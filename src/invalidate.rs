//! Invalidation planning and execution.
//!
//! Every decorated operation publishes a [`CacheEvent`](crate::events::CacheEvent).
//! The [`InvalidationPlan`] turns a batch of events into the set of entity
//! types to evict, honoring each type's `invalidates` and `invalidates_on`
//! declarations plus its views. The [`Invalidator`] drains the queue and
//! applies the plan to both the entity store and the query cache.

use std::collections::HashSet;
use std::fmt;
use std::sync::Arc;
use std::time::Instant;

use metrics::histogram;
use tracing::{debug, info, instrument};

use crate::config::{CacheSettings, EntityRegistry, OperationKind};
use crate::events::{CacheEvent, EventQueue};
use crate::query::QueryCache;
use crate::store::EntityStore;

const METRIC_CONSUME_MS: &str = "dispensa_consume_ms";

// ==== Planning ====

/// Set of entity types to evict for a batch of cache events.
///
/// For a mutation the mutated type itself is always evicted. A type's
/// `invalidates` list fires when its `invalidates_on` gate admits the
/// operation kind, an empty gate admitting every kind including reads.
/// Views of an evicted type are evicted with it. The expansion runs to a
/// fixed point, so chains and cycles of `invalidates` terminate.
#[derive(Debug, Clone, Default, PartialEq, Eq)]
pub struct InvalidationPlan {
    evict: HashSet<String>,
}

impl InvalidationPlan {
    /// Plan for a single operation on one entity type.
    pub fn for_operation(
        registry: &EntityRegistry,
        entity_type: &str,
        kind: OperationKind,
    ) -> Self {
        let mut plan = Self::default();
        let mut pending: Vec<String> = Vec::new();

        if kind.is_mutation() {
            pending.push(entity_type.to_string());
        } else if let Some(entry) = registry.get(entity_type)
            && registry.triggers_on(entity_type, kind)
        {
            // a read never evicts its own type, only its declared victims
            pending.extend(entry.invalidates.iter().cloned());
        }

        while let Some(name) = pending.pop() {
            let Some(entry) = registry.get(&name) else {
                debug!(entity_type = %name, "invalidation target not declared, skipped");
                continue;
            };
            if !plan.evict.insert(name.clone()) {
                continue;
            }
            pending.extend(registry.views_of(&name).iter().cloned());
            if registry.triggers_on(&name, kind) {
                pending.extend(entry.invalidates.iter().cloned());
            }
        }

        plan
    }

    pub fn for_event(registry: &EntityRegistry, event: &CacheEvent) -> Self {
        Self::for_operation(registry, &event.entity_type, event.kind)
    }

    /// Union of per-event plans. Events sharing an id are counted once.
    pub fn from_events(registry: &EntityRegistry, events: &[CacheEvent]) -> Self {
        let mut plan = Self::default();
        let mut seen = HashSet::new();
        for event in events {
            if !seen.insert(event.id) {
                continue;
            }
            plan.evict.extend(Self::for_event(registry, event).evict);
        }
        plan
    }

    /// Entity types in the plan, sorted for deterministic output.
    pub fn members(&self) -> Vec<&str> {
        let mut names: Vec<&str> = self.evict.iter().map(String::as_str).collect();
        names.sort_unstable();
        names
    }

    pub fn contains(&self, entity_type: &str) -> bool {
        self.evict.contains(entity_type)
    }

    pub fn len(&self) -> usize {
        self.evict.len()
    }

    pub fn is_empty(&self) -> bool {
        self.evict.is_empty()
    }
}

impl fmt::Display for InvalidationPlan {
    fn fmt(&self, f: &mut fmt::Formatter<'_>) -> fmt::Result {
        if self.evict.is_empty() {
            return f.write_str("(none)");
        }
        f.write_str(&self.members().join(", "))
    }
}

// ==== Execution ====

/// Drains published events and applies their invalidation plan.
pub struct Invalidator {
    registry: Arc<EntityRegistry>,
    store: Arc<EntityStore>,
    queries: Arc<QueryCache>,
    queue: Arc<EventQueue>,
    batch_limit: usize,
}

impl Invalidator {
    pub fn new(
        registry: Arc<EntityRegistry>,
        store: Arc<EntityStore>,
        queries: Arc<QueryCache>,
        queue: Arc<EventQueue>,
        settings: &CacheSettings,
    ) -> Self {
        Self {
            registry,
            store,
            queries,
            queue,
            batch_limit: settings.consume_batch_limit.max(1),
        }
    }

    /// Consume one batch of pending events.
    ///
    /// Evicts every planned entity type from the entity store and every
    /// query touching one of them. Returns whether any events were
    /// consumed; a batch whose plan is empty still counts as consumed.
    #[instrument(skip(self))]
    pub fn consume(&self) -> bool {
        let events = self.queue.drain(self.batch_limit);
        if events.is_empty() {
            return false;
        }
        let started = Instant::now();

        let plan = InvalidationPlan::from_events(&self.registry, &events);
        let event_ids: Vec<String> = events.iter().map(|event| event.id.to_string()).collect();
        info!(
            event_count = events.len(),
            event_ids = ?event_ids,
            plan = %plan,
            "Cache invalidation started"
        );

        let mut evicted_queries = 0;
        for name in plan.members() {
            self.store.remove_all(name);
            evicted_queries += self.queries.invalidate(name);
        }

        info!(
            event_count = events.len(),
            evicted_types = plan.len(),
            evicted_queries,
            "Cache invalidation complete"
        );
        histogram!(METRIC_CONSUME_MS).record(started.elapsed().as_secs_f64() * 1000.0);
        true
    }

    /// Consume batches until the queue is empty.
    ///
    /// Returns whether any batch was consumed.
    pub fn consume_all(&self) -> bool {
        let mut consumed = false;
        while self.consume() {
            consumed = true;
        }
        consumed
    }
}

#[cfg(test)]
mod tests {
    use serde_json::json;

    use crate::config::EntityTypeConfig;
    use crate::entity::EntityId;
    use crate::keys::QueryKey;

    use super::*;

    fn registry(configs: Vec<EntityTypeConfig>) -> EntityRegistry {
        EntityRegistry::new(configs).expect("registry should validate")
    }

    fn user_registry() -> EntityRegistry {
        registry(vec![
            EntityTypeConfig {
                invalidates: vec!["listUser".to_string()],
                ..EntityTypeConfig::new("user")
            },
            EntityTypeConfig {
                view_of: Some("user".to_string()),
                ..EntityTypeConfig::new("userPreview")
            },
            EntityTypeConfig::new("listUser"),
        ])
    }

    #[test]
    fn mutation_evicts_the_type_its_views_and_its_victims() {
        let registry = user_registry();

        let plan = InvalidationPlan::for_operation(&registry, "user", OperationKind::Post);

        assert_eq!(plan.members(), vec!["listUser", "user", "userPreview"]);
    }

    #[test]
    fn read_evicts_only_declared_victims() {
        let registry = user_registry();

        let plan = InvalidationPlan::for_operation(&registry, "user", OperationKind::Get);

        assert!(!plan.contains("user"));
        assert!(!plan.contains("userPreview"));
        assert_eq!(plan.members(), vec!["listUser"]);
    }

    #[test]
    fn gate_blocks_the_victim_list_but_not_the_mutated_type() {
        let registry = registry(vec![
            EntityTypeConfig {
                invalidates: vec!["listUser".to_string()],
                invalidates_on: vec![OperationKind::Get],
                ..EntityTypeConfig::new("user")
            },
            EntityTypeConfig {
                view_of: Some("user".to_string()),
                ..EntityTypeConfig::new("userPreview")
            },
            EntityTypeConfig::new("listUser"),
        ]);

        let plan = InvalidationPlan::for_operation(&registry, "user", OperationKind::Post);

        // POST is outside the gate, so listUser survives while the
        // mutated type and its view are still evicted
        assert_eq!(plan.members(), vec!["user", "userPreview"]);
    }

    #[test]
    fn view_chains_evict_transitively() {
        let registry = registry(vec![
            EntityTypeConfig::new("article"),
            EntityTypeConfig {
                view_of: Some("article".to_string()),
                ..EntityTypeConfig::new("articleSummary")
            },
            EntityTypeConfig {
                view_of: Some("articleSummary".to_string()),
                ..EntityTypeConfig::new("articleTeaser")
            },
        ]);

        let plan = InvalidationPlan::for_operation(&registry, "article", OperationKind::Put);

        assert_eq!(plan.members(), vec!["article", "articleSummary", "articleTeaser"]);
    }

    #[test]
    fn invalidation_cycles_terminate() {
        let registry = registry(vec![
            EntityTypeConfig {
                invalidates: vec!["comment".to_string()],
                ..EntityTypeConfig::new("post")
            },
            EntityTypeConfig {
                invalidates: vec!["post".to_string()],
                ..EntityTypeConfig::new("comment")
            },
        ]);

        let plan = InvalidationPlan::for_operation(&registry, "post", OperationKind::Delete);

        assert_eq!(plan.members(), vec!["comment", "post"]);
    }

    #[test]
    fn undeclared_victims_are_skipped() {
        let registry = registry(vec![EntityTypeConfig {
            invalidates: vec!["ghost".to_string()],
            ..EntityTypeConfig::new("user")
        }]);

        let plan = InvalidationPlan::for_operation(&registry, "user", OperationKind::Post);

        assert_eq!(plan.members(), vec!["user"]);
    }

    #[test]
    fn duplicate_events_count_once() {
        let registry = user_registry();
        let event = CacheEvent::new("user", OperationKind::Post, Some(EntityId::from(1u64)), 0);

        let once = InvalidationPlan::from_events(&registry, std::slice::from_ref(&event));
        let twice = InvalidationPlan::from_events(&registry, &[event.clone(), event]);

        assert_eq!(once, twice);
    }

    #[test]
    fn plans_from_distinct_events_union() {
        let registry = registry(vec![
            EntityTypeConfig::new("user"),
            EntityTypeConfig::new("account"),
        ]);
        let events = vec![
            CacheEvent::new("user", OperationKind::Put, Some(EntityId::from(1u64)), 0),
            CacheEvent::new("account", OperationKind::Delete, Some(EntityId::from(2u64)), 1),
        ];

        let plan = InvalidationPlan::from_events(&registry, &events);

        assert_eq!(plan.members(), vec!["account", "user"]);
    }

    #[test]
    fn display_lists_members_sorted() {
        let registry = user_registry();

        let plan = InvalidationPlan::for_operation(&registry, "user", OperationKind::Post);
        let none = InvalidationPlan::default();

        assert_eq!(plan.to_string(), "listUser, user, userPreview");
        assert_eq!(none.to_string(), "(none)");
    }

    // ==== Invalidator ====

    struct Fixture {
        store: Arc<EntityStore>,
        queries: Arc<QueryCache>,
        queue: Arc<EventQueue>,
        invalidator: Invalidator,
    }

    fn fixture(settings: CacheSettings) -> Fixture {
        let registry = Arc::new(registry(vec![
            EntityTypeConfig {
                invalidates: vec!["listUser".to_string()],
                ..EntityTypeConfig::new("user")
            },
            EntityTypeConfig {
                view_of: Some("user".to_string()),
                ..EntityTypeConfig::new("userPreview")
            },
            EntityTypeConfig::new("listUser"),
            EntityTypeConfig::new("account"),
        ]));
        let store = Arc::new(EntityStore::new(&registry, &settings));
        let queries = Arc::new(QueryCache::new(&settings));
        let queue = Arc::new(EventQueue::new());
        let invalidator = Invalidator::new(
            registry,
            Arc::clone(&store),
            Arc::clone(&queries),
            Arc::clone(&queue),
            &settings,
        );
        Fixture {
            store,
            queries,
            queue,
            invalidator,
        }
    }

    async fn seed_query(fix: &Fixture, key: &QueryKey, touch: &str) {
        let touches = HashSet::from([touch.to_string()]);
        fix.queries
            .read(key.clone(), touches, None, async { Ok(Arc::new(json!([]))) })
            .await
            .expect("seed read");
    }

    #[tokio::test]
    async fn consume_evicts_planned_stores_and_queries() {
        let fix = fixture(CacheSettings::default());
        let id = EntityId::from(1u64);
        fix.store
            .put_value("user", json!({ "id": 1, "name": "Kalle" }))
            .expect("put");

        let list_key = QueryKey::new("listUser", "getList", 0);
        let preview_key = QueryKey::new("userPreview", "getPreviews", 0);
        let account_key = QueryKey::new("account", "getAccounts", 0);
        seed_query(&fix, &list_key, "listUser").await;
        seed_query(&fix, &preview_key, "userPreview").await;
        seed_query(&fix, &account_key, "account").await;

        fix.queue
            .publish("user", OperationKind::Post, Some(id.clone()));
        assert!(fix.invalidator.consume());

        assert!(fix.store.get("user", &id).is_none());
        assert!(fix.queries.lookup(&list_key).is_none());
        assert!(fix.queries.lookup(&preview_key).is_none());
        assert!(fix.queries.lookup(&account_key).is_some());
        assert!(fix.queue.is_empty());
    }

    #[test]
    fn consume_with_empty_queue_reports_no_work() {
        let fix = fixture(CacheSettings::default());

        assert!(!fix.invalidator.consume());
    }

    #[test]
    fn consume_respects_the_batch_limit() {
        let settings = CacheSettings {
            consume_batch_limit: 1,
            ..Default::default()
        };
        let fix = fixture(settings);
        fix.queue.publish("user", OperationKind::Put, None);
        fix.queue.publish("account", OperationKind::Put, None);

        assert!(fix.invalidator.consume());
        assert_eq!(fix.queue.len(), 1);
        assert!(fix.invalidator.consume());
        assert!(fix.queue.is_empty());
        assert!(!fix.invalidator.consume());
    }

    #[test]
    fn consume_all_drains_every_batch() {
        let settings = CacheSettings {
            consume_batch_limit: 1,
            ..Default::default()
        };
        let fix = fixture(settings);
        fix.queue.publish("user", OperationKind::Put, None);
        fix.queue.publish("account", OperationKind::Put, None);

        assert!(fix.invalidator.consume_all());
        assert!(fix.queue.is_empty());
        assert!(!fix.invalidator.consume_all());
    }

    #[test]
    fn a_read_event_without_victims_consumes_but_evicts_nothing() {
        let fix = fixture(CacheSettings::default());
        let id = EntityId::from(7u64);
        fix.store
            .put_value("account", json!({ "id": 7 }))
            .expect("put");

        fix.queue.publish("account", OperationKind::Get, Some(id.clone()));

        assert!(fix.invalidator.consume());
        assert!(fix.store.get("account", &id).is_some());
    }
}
________
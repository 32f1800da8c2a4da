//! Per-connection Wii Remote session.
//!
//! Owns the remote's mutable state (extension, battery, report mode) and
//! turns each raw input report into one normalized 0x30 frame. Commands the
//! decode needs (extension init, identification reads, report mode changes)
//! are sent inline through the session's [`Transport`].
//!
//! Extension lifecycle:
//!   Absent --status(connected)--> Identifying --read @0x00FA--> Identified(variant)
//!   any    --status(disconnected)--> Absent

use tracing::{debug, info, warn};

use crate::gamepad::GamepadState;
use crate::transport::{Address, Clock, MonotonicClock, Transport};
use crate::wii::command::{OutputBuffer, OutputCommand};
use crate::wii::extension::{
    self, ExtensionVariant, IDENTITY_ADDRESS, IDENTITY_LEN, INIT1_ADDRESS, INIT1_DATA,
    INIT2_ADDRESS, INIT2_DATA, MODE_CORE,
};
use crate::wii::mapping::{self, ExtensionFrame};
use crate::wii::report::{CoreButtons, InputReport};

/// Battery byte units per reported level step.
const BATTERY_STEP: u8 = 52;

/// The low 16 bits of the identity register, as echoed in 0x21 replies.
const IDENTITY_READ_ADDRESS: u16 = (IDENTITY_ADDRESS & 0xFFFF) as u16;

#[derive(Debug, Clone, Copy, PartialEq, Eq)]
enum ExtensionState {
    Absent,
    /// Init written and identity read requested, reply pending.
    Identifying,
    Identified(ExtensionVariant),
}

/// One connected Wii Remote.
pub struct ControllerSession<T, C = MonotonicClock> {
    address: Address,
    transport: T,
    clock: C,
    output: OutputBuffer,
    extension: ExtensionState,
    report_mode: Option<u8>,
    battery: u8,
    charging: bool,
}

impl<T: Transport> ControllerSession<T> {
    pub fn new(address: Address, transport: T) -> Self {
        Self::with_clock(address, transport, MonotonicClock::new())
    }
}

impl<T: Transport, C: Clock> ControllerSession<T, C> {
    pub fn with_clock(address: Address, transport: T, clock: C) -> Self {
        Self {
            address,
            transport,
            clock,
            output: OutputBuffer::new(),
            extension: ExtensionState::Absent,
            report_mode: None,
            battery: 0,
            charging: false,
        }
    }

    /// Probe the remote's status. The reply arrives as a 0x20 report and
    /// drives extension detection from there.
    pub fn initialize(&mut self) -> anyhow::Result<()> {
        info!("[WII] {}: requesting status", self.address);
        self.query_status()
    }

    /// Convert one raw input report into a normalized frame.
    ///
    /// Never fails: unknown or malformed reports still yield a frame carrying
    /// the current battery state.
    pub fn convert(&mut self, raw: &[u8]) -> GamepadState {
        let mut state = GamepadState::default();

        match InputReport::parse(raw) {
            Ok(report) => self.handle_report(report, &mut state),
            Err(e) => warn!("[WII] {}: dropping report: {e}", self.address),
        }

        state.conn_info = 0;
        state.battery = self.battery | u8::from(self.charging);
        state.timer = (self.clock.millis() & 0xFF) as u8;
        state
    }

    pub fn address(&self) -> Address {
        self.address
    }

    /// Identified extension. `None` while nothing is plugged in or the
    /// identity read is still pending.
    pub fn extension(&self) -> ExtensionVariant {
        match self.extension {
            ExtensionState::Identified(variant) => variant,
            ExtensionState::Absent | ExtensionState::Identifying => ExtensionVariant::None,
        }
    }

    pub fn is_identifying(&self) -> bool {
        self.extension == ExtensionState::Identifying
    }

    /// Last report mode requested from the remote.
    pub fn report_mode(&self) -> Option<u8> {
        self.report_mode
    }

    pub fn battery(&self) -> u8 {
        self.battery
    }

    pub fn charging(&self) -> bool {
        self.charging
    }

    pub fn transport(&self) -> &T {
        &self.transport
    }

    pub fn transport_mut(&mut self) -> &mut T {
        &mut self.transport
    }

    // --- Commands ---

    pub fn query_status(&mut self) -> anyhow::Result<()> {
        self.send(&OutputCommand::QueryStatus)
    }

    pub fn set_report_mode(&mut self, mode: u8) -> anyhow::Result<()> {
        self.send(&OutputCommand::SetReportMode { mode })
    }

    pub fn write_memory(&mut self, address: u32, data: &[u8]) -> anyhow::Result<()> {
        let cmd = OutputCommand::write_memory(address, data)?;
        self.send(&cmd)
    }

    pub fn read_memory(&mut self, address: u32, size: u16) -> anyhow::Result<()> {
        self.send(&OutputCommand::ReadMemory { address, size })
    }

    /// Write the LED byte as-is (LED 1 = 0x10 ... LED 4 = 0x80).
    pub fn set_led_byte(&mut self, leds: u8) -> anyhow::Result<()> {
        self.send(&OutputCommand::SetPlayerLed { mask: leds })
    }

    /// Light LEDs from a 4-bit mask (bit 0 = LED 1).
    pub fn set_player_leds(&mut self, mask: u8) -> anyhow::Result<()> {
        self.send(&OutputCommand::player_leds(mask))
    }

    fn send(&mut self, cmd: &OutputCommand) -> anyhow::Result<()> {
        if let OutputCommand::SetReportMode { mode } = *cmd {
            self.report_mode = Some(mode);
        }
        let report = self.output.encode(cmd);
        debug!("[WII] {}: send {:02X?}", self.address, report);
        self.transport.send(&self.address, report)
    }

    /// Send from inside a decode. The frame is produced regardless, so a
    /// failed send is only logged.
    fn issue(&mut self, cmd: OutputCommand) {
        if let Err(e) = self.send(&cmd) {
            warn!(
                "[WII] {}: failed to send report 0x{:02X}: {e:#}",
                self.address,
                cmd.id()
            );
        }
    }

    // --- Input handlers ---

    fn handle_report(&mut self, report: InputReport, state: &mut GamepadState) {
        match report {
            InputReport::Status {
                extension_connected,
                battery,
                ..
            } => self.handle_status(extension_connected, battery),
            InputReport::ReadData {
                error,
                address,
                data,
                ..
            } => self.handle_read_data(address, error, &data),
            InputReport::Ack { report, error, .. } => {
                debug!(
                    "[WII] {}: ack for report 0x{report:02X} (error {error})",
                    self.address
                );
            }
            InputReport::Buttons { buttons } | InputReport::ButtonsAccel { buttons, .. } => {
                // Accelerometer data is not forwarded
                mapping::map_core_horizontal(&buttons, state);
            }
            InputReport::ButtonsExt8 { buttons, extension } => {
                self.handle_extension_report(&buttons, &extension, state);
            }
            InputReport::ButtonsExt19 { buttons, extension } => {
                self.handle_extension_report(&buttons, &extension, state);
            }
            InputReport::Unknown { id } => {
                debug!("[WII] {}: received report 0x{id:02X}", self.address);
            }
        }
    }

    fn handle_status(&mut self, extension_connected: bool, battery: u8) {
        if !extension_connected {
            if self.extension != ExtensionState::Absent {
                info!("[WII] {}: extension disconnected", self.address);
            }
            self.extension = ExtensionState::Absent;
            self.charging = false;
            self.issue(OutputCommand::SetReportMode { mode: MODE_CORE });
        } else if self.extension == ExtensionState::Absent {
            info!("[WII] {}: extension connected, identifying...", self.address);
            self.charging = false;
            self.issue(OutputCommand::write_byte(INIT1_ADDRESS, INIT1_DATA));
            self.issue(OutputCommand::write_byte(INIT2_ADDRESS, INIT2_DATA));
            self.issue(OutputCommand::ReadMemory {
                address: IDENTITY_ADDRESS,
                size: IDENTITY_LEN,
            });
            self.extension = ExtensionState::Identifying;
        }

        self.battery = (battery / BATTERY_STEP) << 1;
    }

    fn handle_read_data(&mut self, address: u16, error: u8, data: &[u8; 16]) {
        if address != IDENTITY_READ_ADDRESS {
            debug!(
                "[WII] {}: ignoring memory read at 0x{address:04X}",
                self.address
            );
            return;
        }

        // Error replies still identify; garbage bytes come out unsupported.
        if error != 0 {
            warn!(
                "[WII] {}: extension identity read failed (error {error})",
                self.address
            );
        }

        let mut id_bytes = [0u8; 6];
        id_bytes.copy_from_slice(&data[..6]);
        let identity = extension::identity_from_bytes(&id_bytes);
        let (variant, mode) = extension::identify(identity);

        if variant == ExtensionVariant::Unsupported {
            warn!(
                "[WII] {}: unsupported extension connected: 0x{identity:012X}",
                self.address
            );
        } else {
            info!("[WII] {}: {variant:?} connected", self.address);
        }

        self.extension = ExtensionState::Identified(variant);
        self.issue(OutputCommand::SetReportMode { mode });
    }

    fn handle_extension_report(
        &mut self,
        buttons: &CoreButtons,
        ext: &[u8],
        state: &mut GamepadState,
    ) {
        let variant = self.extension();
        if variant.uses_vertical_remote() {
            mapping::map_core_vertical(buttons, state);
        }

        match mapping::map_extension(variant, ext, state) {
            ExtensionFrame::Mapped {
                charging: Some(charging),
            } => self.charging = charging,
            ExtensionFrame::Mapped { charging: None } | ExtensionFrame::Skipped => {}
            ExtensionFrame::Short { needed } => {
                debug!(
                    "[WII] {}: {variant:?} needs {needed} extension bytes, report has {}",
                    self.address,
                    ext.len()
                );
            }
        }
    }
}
________
What to do | Across the records, how many lines contain "mapping"? Only the number should be given.

Result for this task | 4